Cependant, il semble surestimer les possibilités de l’histoire orale, et sous-estimer les ressources de la documentation écrite publiée, dont il ne donne aucune bibliographie (bien que les références données en notes ne soient pas indigentes). Il donne ainsi l’impression de trop dépendre de ses informateurs et d’ignorer certains faits que leur mémoire n’a pas retenus. Par exemple, d’éventuelles tentatives de négociation entre de Gaulle et le FLN avant l’affaire de la wilaya IV, mentionnées par plusieurs auteurs (Amar Hamdani : Krim Belkacem, le lion des djebels, Balland, 1973, pp. 287-288 ; Henri Jacquin : La guerre secrète en Algérie, Olivier Orban, 1977, pp. 253-254 ; et Alain de Boissieu : Pour servir le général, Plon, 1982, pp. 127-128). De même, la politique de négociation avec le GPRA n’est pas entrée dans sa « phase finale », le 4 novembre 1960, puisqu’à cette date le général de Gaulle menaçait encore le FLN de construire la République algérienne sans lui s’il refusait de se rallier à sa politique d’autodétermination ; ce qu’il confirma le 25 novembre 1960 au député d’Oran Pierre Laffont. Enfin, Jérôme Hélie ne dit rien de la nouvelle doctrine de l’autodétermination impliquant la négociation sans préalable d’une solution commune entre le gouvernement français et le GPRA (élaborée par la gauche française dans les colloques juridiques de Royaumont, Aix-en-Provence et Grenoble), que De Gaulle finit par adopter - même si ses informateurs prétendent n’en avoir jamais entendu parler.

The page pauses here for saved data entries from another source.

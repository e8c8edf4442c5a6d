//! CLI module for musicqna
//!
//! Handles command-line argument parsing.

pub mod args;

pub use args::{Args, Commands, Verbosity};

En somme, il s’agit d’un livre stimulant, mais plus utile par ses réflexions de sciences politiques que par son apport proprement historique. Ses limites seraient plus aisément excusables si l’auteur ne se mettait pas en avant en abusant du « je » et du « nous » - bien inutilement, puisqu’il reconnaît n’avoir aucune relation personnelle avec son sujet - et s’il n’avait pas l’imprudence de prétendre avoir « repris le dossier à zéro » sur la dernière page de couverture... Souhaitons à l’auteur de dépasser rapidement ces défauts de jeunesse.